**Assignment**.
Under this line are the records; write out word for word the part that begins at the line containing "tracing_subscriber::fmt()" and ends at the line containing "let index: Arc<dyn", and no more.

**Input**.

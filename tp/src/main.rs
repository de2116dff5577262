//! Tripplanner - RAG-backed travel itinerary planning service
//!
//! Binary entry point: load config, wire up the collaborators, serve.

use std::sync::Arc;

use clap::Parser;
use eyre::{Context, Result};
use tracing::info;

use tripplanner::cli::Cli;
use tripplanner::config::Config;
use tripplanner::llm::create_client;
use tripplanner::planner::TripPlanner;
use tripplanner::prompts::PromptBuilder;
use tripplanner::retrieval::{DocumentIndex, PineconeIndex, PlacesProvider, RapidApiPlaces, RetrievalAugmentor};
use tripplanner::server;

fn setup_logging(verbose: bool) {
    let level = if verbose { tracing::Level::DEBUG } else { tracing::Level::INFO };

    tracing_subscriber::fmt()
        .with_env_filter(tracing_subscriber::EnvFilter::from_default_env().add_directive(level.into()))
        .init();

    info!("Logging initialized (verbose: {})", verbose);
}

#[tokio::main]
async fn main() -> Result<()> {
    let cli = Cli::parse();

    setup_logging(cli.verbose);

    // Load and validate configuration; a missing LLM or index credential
    // prevents startup
    let config = Config::load(cli.config.as_ref()).context("Failed to load configuration")?;
    config.validate().context("Invalid configuration")?;

    info!(
        model = %config.llm.model,
        index = %config.index.index_name,
        "tripplanner starting"
    );

    // Wire up the collaborators
    let llm = create_client(&config.llm).context("Failed to create LLM client")?;

    let places: Arc<dyn PlacesProvider> =
        Arc::new(RapidApiPlaces::from_config(&config.places).context("Failed to create places client")?);
    let index: Arc<dyn DocumentIndex> = Arc::new(
        PineconeIndex::from_config(&config.index, &config.llm).context("Failed to create index client")?,
    );
    let augmentor = RetrievalAugmentor::new(places, index, config.index.top_k, config.index.context_budget);

    let planner = Arc::new(TripPlanner::new(llm, augmentor, PromptBuilder::new()));

    // Serve
    let app = server::router(planner);
    let port = cli.port.unwrap_or(config.server.port);
    let addr = format!("{}:{}", config.server.host, port);

    let listener = tokio::net::TcpListener::bind(&addr)
        .await
        .context(format!("Failed to bind {addr}"))?;

    info!(%addr, "listening");

    axum::serve(listener, app).await.context("Server error")?;

    Ok(())
}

**Written answer**.
    tracing_subscriber::fmt()
        .with_env_filter(tracing_subscriber::EnvFilter::from_default_env().add_directive(level.into()))
        .init();

    info!("Logging initialized (verbose: {})", verbose);
}

#[tokio::main]
async fn main() -> Result<()> {
    let cli = Cli::parse();

    setup_logging(cli.verbose);

    // Load and validate configuration; a missing LLM or index credential
    // prevents startup
    let config = Config::load(cli.config.as_ref()).context("Failed to load configuration")?;
    config.validate().context("Invalid configuration")?;

    info!(
        model = %config.llm.model,
        index = %config.index.index_name,
        "tripplanner starting"
    );

    // Wire up the collaborators
    let llm = create_client(&config.llm).context("Failed to create LLM client")?;

    let places: Arc<dyn PlacesProvider> =
        Arc::new(RapidApiPlaces::from_config(&config.places).context("Failed to create places client")?);
    let index: Arc<dyn DocumentIndex> = Arc::new(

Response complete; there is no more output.